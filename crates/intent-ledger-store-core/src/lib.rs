#![forbid(unsafe_code)]

use anyhow::Result;
use intent_ledger_domain::{
    Atom, AtomId, AtomRecommendation, AtomStatus, ConflictId, ConflictRecord, ConflictStatus,
    ConflictType, EventRow, Molecule, MoleculeRecommendation, ReconciliationRun, RunEvent, RunId,
    RunResult, RunStatus, TestRecord,
};

/// Persistence for runs and everything a run owns.
///
/// Implementations are single-connection and not shared across threads; the
/// orchestrator is the only writer during a run.
pub trait LedgerStore {
    #[allow(clippy::missing_errors_doc)]
    fn migrate(&self) -> Result<()>;

    /// Run `work` atomically. Nested calls join the outer unit of work.
    #[allow(clippy::missing_errors_doc)]
    fn in_transaction(&self, work: &mut dyn FnMut() -> Result<()>) -> Result<()>;

    #[allow(clippy::missing_errors_doc)]
    fn insert_run(&self, run: &ReconciliationRun) -> Result<()>;

    /// Overwrite the mutable columns of an existing run row.
    #[allow(clippy::missing_errors_doc)]
    fn update_run(&self, run: &ReconciliationRun) -> Result<()>;

    #[allow(clippy::missing_errors_doc)]
    fn get_run(&self, run_id: RunId) -> Result<Option<ReconciliationRun>>;

    /// Runs in any of `statuses`, newest first. An empty slice lists every run.
    #[allow(clippy::missing_errors_doc)]
    fn list_runs(&self, statuses: &[RunStatus]) -> Result<Vec<ReconciliationRun>>;

    #[allow(clippy::missing_errors_doc)]
    fn latest_completed_run_for_commit(
        &self,
        commit_hash: &str,
    ) -> Result<Option<ReconciliationRun>>;

    #[allow(clippy::missing_errors_doc)]
    fn delete_run(&self, run_id: RunId) -> Result<()>;

    #[allow(clippy::missing_errors_doc)]
    fn insert_test_record(&self, record: &TestRecord) -> Result<()>;

    #[allow(clippy::missing_errors_doc)]
    fn update_test_record(&self, record: &TestRecord) -> Result<()>;

    #[allow(clippy::missing_errors_doc)]
    fn list_test_records(&self, run_id: RunId) -> Result<Vec<TestRecord>>;

    #[allow(clippy::missing_errors_doc)]
    fn insert_atom_recommendation(&self, recommendation: &AtomRecommendation) -> Result<()>;

    #[allow(clippy::missing_errors_doc)]
    fn update_atom_recommendation(&self, recommendation: &AtomRecommendation) -> Result<()>;

    #[allow(clippy::missing_errors_doc)]
    fn list_atom_recommendations(&self, run_id: RunId) -> Result<Vec<AtomRecommendation>>;

    #[allow(clippy::missing_errors_doc)]
    fn insert_molecule_recommendation(&self, recommendation: &MoleculeRecommendation)
        -> Result<()>;

    #[allow(clippy::missing_errors_doc)]
    fn update_molecule_recommendation(&self, recommendation: &MoleculeRecommendation)
        -> Result<()>;

    #[allow(clippy::missing_errors_doc)]
    fn list_molecule_recommendations(&self, run_id: RunId) -> Result<Vec<MoleculeRecommendation>>;

    #[allow(clippy::missing_errors_doc)]
    fn insert_atom(&self, atom: &Atom) -> Result<()>;

    #[allow(clippy::missing_errors_doc)]
    fn get_atom(&self, atom_id: AtomId) -> Result<Option<Atom>>;

    #[allow(clippy::missing_errors_doc)]
    fn update_atom_status(
        &self,
        atom_id: AtomId,
        status: AtomStatus,
        superseded_by: Option<AtomId>,
    ) -> Result<()>;

    /// Atoms in `status`, ordered by creation.
    #[allow(clippy::missing_errors_doc)]
    fn list_atoms(&self, status: Option<AtomStatus>) -> Result<Vec<Atom>>;

    #[allow(clippy::missing_errors_doc)]
    fn insert_molecule(&self, molecule: &Molecule) -> Result<()>;

    #[allow(clippy::missing_errors_doc)]
    fn list_molecules_for_run(&self, run_id: RunId) -> Result<Vec<Molecule>>;

    #[allow(clippy::missing_errors_doc)]
    fn append_event(&self, event: &RunEvent) -> Result<i64>;

    #[allow(clippy::missing_errors_doc)]
    fn list_events_for_run(&self, run_id: RunId) -> Result<Vec<EventRow>>;

    #[allow(clippy::missing_errors_doc)]
    fn find_review_submission(&self, run_id: RunId, fingerprint: &str)
        -> Result<Option<RunResult>>;

    #[allow(clippy::missing_errors_doc)]
    fn record_review_submission(
        &self,
        run_id: RunId,
        fingerprint: &str,
        result: &RunResult,
    ) -> Result<()>;
}

#[derive(Debug, Clone, Copy, PartialEq, Eq)]
pub enum ConflictInsert {
    Inserted,
    /// An open conflict for the same unordered pair and type already exists.
    Duplicate(ConflictId),
}

/// Conflict persistence. Conflicts mutate atoms on resolution, so this shares
/// the ledger's connection and transaction scope.
pub trait ConflictStore: LedgerStore {
    #[allow(clippy::missing_errors_doc)]
    fn insert_conflict(&self, conflict: &ConflictRecord) -> Result<ConflictInsert>;

    #[allow(clippy::missing_errors_doc)]
    fn update_conflict(&self, conflict: &ConflictRecord) -> Result<()>;

    #[allow(clippy::missing_errors_doc)]
    fn get_conflict(&self, conflict_id: ConflictId) -> Result<Option<ConflictRecord>>;

    #[allow(clippy::missing_errors_doc)]
    fn find_open_conflict(
        &self,
        atom_id_a: AtomId,
        atom_id_b: AtomId,
        conflict_type: ConflictType,
    ) -> Result<Option<ConflictId>>;

    #[allow(clippy::missing_errors_doc)]
    fn list_conflicts(&self, status: Option<ConflictStatus>) -> Result<Vec<ConflictRecord>>;
}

◇ ◇ ◇

**Assignment**
A single number is the whole answer: report how many lines in the data above include the word "statuses".

**Answer space**
2